Lord Justice Leveson’s speech at the University of Melbourne this morning, entitled ‘Hold the Front Page: News Gathering in a Time of Change’, did little to dispel the feeling that he lacks understanding of the subtleties of the internet. In particular, he did not address the key point that the damage caused to individuals by careless online writers does not just consist in illegal acts, but unethical ones too.
At a panel discussion hosted by Finer Stephens Innocent following on from Leveson’s address, Independent editor Chris Blackhurst was asked what his initial reaction to the speech was. He looked incredulous before flippantly remarking, ‘I’d like to tell Melbourne University I’m available to speak for half the price.’
Blackhurst’s joke highlights a serious point about Leveson’s speech. In his rather convoluted address, punctuated by stuttering and pauses where he seemed to forget what he was talking about, Leveson spent an inordinate amount of time explaining that there is something called the internet around these days.
He went on to enlighten the packed auditorium with the information that on the internet there are websites of newspapers and magazines, and forums that allow bloggers and amateur reporters to share their views with the world.
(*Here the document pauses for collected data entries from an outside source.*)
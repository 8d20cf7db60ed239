use thiserror::Error;

// NB. times are simulated nanoseconds; region offsets and widths are bytes

/// simulated time in nanoseconds
pub type Nanos = u64;

/// how a region port may be accessed from the harness side
#[derive(Debug, Clone, Copy, PartialEq, Eq)]
pub enum Access {
    Read,
    Write,
    ReadWrite,
}

impl Access {
    pub fn readable(self) -> bool {
        matches!(self, Access::Read | Access::ReadWrite)
    }

    pub fn writable(self) -> bool {
        matches!(self, Access::Write | Access::ReadWrite)
    }
}

/// what sits behind a named port of the circuit
#[derive(Debug, Clone, Copy, PartialEq, Eq)]
pub enum Port {
    /// single-bit signal (reset, clk)
    Bit { writable: bool },
    /// memory-mapped slice of circuit state, fixed width in bytes
    Region { width: usize, access: Access },
}

#[derive(Debug, Error, PartialEq, Eq)]
pub enum CircuitError {
    #[error("circuit has no port named `{0}`")]
    UnknownPort(String),
    #[error("port `{0}` is not writable")]
    NotWritable(String),
    #[error("port `{0}` is not readable")]
    NotReadable(String),
    #[error("port `{port}` is a {actual}, not a {expected}")]
    WrongKind {
        port: String,
        expected: &'static str,
        actual: &'static str,
    },
    #[error("write of {len} bytes at {offset} overruns port `{port}` ({width} bytes wide)")]
    OutOfRange {
        port: String,
        offset: usize,
        len: usize,
        width: usize,
    },
}

/// The simulated circuit as seen from the harness: a fixed capability set of
/// named single-bit ports and memory-mapped regions, plus a simulated clock of
/// its own. Nothing about the circuit's internals leaks through here, so any
/// target that can expose these ports is substitutable.
pub trait Circuit {
    /// describe the port called `name`, if there is one
    fn port(&self, name: &str) -> Option<Port>;

    /// drive a single-bit port to `level`
    fn drive(&mut self, name: &str, level: bool) -> Result<(), CircuitError>;

    /// read back the current level of a single-bit port
    fn sample(&self, name: &str) -> Result<bool, CircuitError>;

    /// get a r/o view of a whole memory-mapped region
    fn read_region(&self, name: &str) -> Result<&[u8], CircuitError>;

    /// write `data` into a memory-mapped region starting at `offset`
    fn write_region(&mut self, name: &str, offset: usize, data: &[u8])
        -> Result<(), CircuitError>;

    /// let `ns` of simulated time pass
    fn advance(&mut self, ns: Nanos);

    /// current simulated time
    fn now(&self) -> Nanos;
}

/// check that `name` exists and is a bit port we can drive
pub fn require_writable_bit(circuit: &impl Circuit, name: &str) -> Result<(), CircuitError> {
    match circuit.port(name) {
        Some(Port::Bit { writable: true }) => Ok(()),
        Some(Port::Bit { writable: false }) => Err(CircuitError::NotWritable(name.to_owned())),
        Some(Port::Region { .. }) => Err(CircuitError::WrongKind {
            port: name.to_owned(),
            expected: "bit",
            actual: "region",
        }),
        None => Err(CircuitError::UnknownPort(name.to_owned())),
    }
}

/// check that `name` is a region with at least `access`, and return its width
pub fn require_region(
    circuit: &impl Circuit,
    name: &str,
    access: Access,
) -> Result<usize, CircuitError> {
    match circuit.port(name) {
        Some(Port::Region { width, access: a }) => {
            if access.readable() && !a.readable() {
                Err(CircuitError::NotReadable(name.to_owned()))
            } else if access.writable() && !a.writable() {
                Err(CircuitError::NotWritable(name.to_owned()))
            } else {
                Ok(width)
            }
        }
        Some(Port::Bit { .. }) => Err(CircuitError::WrongKind {
            port: name.to_owned(),
            expected: "region",
            actual: "bit",
        }),
        None => Err(CircuitError::UnknownPort(name.to_owned())),
    }
}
The latter, he observed, tend to be more trigger-happy in their writing.
The danger, Leveson concluded, was that if the activities of bloggers and Tweeters – who can destroy reputations with idle gossip – are not adequately legislated for, the standards of professional journalism might slip too. The challenge, therefore, is to ‘ensure that the criminal and civil law remain effective’ for both online and print journalism.
This is a vague and incomplete statement. The main challenge posed for reporters by the internet, as Blackhurst was quick to point out, is the conflict between the demand for speed and the importance of accuracy – a subtle point of ethics and integrity that Leveson didn’t mention. Blackhurst gave a timely example, relaying the events in the Independent’s newsroom last Friday, when it was first rumoured that Kate Middleton’s nurse had committed suicide.
The print side of the newspaper immediately went into action, he said, making calls and investigations to see if there was any truth to the rumour. On the digital side of the paper, however, his journalists were rather less scrupulous: one posted a comment on the newspaper’s website claiming that Middleton’s nurse had committed suicide.
The comment was immediately taken down, Blackhurst said, after which he spent his Friday afternoon embroiled in a ‘rather bizarre, philosophical discussion’ with a section editor about what had happened. Online journalism, his colleague said, was all about speed – and with speed, accuracy can suffer. Blackhurst paraphrased him as saying ‘You’ve got to be the first to get the story out.’
It was therefore heartening to hear Blackhurst defending his paper’s integrity. ‘We cannot sacrifice accuracy,’ he said, ‘even if we’re tenth to get the story out.’
One member of the audience memorably called the clash between accuracy and speed as the ‘Dutch elm disease of journalistic ethics’. From his speech this morning, it’s clear that, like Dutch elm disease, Lord Justice Leveson is still mainly interested in dead trees.